By Sandra Guy, SWE Contributor

Virginia Davis — mom to a 2-year-old and a 4-year-old — has declared herself a warrior in the fight for women to have fair, generous, employer-sponsored child care benefits so moms can succeed in work and in their personal lives.

“It has become a big passion of mine,” said Davis, vice president of employee experience for consumer financial services company Synchrony.

The company, with 18,000 employees, is among the first to sign on to the National Business Coalition for Child Care, launched by the nonprofit Marshall Plan for Moms. The Marshall Plan offers a playbook for businesses but allows companies leeway to enact their own child care and mom-supportive policies.

The Marshall Plan for Moms, launched in January 2021, also started from a mom’s outrage. Reshma Saujani, J.D., CEO and founder of the organization, had founded Girls Who Code 10 years ago to help close the tech industry’s gender gap.

“In the middle of the pandemic, I was raising a newborn and a kindergartner,” said Saujani, a Yale-educated attorney, political organizer, and, 12 years ago, the first Indian American woman to run for the U.S. Congress.
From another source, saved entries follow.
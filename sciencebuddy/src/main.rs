use anyhow::Context;
use buddyload::scenario::ConfigurableScenario;
use buddyload::probe::run_probe;
use clap::Parser;
use metrics_exporter_prometheus::PrometheusBuilder;
use sciencebuddy::cli::{Cli, Command, ProbeArgs, RunArgs};
use sciencebuddy::ScienceBuddy;
use tracing::info;
use tracing_subscriber::{EnvFilter, FmtSubscriber};

const DEFAULT_LOG_FILTER: &str = "buddyload=info,sciencebuddy=info";

#[tokio::main]
async fn main() -> anyhow::Result<()> {
    FmtSubscriber::builder()
        .with_env_filter(
            EnvFilter::try_from_default_env().unwrap_or_else(|_| EnvFilter::new(DEFAULT_LOG_FILTER)),
        )
        .init();

    match Cli::parse().command {
        Command::Run(args) => run(args).await,
        Command::Probe(args) => probe(args).await,
    }
}

async fn run(args: RunArgs) -> anyhow::Result<()> {
    if let Some(addr) = args.metrics_addr {
        PrometheusBuilder::new()
            .with_http_listener(addr)
            .install()
            .context("installing the Prometheus exporter")?;
        info!("Serving metrics on {addr}");
    }

    let target = args.target()?;
    info!("Target {}", target.base_url());

    let stats = ScienceBuddy::new(&target)
        .scenario()
        .config(args.scenario_config())
        .await;
    println!("{stats}");

    if let Some(path) = &args.summary_export {
        buddyload::report::export(&stats, path)
            .with_context(|| format!("writing summary to {}", path.display()))?;
    }
    Ok(())
}

async fn probe(args: ProbeArgs) -> anyhow::Result<()> {
    let config = args.probe_config()?;
    let report = run_probe(&config).await?;
    println!("{report}");
    Ok(())
}
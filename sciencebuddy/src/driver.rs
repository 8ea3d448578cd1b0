//! One virtual user's iteration: chat, think, summary, think.
use crate::config::TargetConfig;
use buddyload::core::RunStatistics;
use buddyload::prelude::*;
use buddyload::Scenario;
use reqwest::{header::CONTENT_TYPE, Client, StatusCode};
use serde::Serialize;
use std::sync::Arc;
use std::time::Duration;
#[allow(unused_imports)]
use tracing::{debug, error, info, instrument, trace, warn};

pub const SCENARIO_NAME: &str = "sciencebuddy";

pub const CHAT_PATH: &str = "chat";
pub const SUMMARY_PATH: &str = "summary";

pub const CHAT_MESSAGE: &str = "体積は大きくなる";
pub const SUMMARY_CLASS: u32 = 5;
pub const SUMMARY_NUMBER: u32 = 1;
pub const SUMMARY_UNIT: &str = "空気の温度と体積";

pub const CHAT_CHECK: &str = "chat status 2xx";
pub const SUMMARY_CHECK: &str = "summary status ok";

/// Think time after a chat request.
pub const CHAT_THINK_TIME: Pause =
    Pause::uniform(Duration::from_millis(500), Duration::from_millis(1500));
/// Think time after a summary request.
pub const SUMMARY_THINK_TIME: Pause = Pause::fixed(Duration::from_secs(1));

/// Statuses the summary endpoint may answer with while still counting as healthy. `400` is what
/// the service returns when the conversation is too short to summarize.
const SUMMARY_ACCEPTED: [u16; 5] = [200, 201, 202, 302, 400];

#[derive(Debug, Clone, PartialEq, Eq, Serialize)]
pub struct ChatPayload {
    pub message: String,
}

impl Default for ChatPayload {
    fn default() -> Self {
        Self {
            message: CHAT_MESSAGE.to_string(),
        }
    }
}

#[derive(Debug, Clone, PartialEq, Eq, Serialize)]
pub struct SummaryQuery {
    pub class: u32,
    pub number: u32,
    pub unit: String,
}

impl Default for SummaryQuery {
    fn default() -> Self {
        Self {
            class: SUMMARY_CLASS,
            number: SUMMARY_NUMBER,
            unit: SUMMARY_UNIT.to_string(),
        }
    }
}

#[derive(Debug, Clone, PartialEq, Eq)]
pub struct Endpoints {
    pub chat: String,
    pub summary: String,
}

impl Endpoints {
    pub fn new(target: &TargetConfig) -> Self {
        Self {
            chat: target.endpoint(CHAT_PATH),
            summary: target.endpoint(SUMMARY_PATH),
        }
    }
}

/// Chat passes on any 2xx.
pub fn chat_status_ok(status: StatusCode) -> bool {
    status.is_success()
}

pub fn summary_status_ok(status: StatusCode) -> bool {
    SUMMARY_ACCEPTED.contains(&status.as_u16())
}

#[derive(Debug, Clone)]
pub struct ScienceBuddy {
    endpoints: Endpoints,
    chat: ChatPayload,
    summary: SummaryQuery,
    chat_pause: Pause,
    summary_pause: Pause,
}

impl ScienceBuddy {
    pub fn new(target: &TargetConfig) -> Self {
        Self {
            endpoints: Endpoints::new(target),
            chat: ChatPayload::default(),
            summary: SummaryQuery::default(),
            chat_pause: CHAT_THINK_TIME,
            summary_pause: SUMMARY_THINK_TIME,
        }
    }

    pub fn with_pauses(mut self, chat: Pause, summary: Pause) -> Self {
        self.chat_pause = chat;
        self.summary_pause = summary;
        self
    }

    pub fn endpoints(&self) -> &Endpoints {
        &self.endpoints
    }

    /// Run one iteration on the current virtual user's client.
    pub async fn iteration(&self) {
        let client = buddyload::vu::client();

        let chat_result = chat(&client, &self.endpoints.chat, &self.chat).await;
        if !check(CHAT_CHECK, matches!(chat_result, Ok(status) if chat_status_ok(status))) {
            debug!(vu = ?buddyload::vu::id(), "Chat check failed: {chat_result:?}");
        }
        self.chat_pause.wait().await;

        let summary_result = summary(&client, &self.endpoints.summary, &self.summary).await;
        if !check(
            SUMMARY_CHECK,
            matches!(summary_result, Ok(status) if summary_status_ok(status)),
        ) {
            debug!(vu = ?buddyload::vu::id(), "Summary check failed: {summary_result:?}");
        }
        self.summary_pause.wait().await;
    }

    /// Turn the driver into a scenario running [`Self::iteration`] on every virtual user.
    pub fn scenario(self) -> impl ConfigurableScenario<RunStatistics> {
        let driver = Arc::new(self);
        Scenario::new(SCENARIO_NAME, move || {
            let driver = driver.clone();
            async move { driver.iteration().await }
        })
    }
}

#[transaction]
async fn chat(
    client: &Client,
    url: &str,
    payload: &ChatPayload,
) -> Result<StatusCode, reqwest::Error> {
    let response = client
        .post(url)
        .header(CONTENT_TYPE, "application/json")
        .json(payload)
        .send()
        .await?;
    let status = response.status();
    response.bytes().await?;
    Ok(status)
}

/// Summary sends no body, only the query string and the JSON content type.
#[transaction]
async fn summary(
    client: &Client,
    url: &str,
    query: &SummaryQuery,
) -> Result<StatusCode, reqwest::Error> {
    let response = client
        .post(url)
        .header(CONTENT_TYPE, "application/json")
        .query(query)
        .send()
        .await?;
    let status = response.status();
    response.bytes().await?;
    Ok(status)
}
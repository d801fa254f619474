use std::any::TypeId;

/// Errors raised while registering Java classes or talking to the JVM.
#[derive(Debug, thiserror::Error)]
pub enum Error {
    /// The same native type was added to a registry twice.
    #[error("{type_name} is already mapped to a Java class")]
    DuplicateType {
        type_id: TypeId,
        type_name: &'static str,
    },

    /// Two native types claim the same Java class.
    #[error("Java class {qualified_name} is mapped by both {first} and {second}")]
    DuplicateClassName {
        qualified_name: &'static str,
        first: &'static str,
        second: &'static str,
    },

    #[error("A class registry has already been installed")]
    AlreadyInstalled,

    #[error("No class registry has been installed")]
    NotInstalled,

    #[error("{0} has not been registered as a Java class")]
    UnregisteredType(&'static str),

    #[error("The JNI function table has no {0} entry")]
    MissingFunction(&'static str),

    #[error("Failed to register native methods for {class_name} (error code {code})")]
    RegisterNatives {
        class_name: &'static str,
        code: jni::sys::jint,
    },

    #[error("JNI call failed")]
    Jni(#[from] jni::errors::Error),
}

pub type Result<T> = std::result::Result<T, Error>;
extern crate proc_macro;

mod attributes;

use crate::attributes::JbindAttributes;
use proc_macro::TokenStream;
use proc_macro2::TokenStream as TokenStream2;
use quote::quote;
use syn::{parse_macro_input, DeriveInput, LitStr};

/// Implements `jbind::JavaClass` and `jbind::JniSignature` for a type.
///
/// The Java class is named with `#[jbind(class_name = "net.example.Point")]`. The type maps to a
/// data class unless the `native` flag is present, as in `#[jbind(class_name = "...", native)]`.
#[proc_macro_derive(JavaClass, attributes(jbind))]
pub fn derive_java_class(input: TokenStream) -> TokenStream {
    let parsed_input = parse_macro_input!(input as DeriveInput);
    let attributes = JbindAttributes::new(&parsed_input.attrs);
    let class_name = attributes
        .get_value("class_name")
        .expect("Missing Java class name")
        .clone();

    let kind = if attributes.has_flag("native") {
        quote! { jbind::ClassKind::Native }
    } else {
        quote! { jbind::ClassKind::Data }
    };

    let type_name = parsed_input.ident;
    let (impl_generics, type_generics, where_clause) = parsed_input.generics.split_for_impl();
    let internal_name = generate_internal_name(&class_name);

    let tokens = quote! {
        const _: () = jbind::check_qualified_name(#class_name);

        impl #impl_generics jbind::JavaClass for #type_name #type_generics #where_clause {
            const KIND: jbind::ClassKind = #kind;
            const QUALIFIED_NAME: &'static str = #class_name;
            const CLASS_NAME: jbind::ZStr = #internal_name;
        }

        impl #impl_generics jbind::JniSignature for #type_name #type_generics #where_clause {
            const SIGNATURE: jbind::ZStr = jbind::join!("L", #internal_name, ";");
        }
    };

    TokenStream::from(tokens)
}

fn generate_internal_name(class_name: &LitStr) -> TokenStream2 {
    quote! { jbind::replace!(#class_name, '.', '/') }
}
Her two sons are now ages 2 and 7.

She kept working 16 hours a day during the COVID pandemic because the Girls Who Code programs had been based in schools, colleges, and companies that shut down. “We had to revamp all of our programming from scratch,” Saujani said. At the same time, she had to work with her own staff, which consists largely of parents of young children.

“We need employers to do their part to rebuild the workplace from the ground up, with gender equity embedded in the foundation. And we need, as a society, to value women’s labor, at work and at home.”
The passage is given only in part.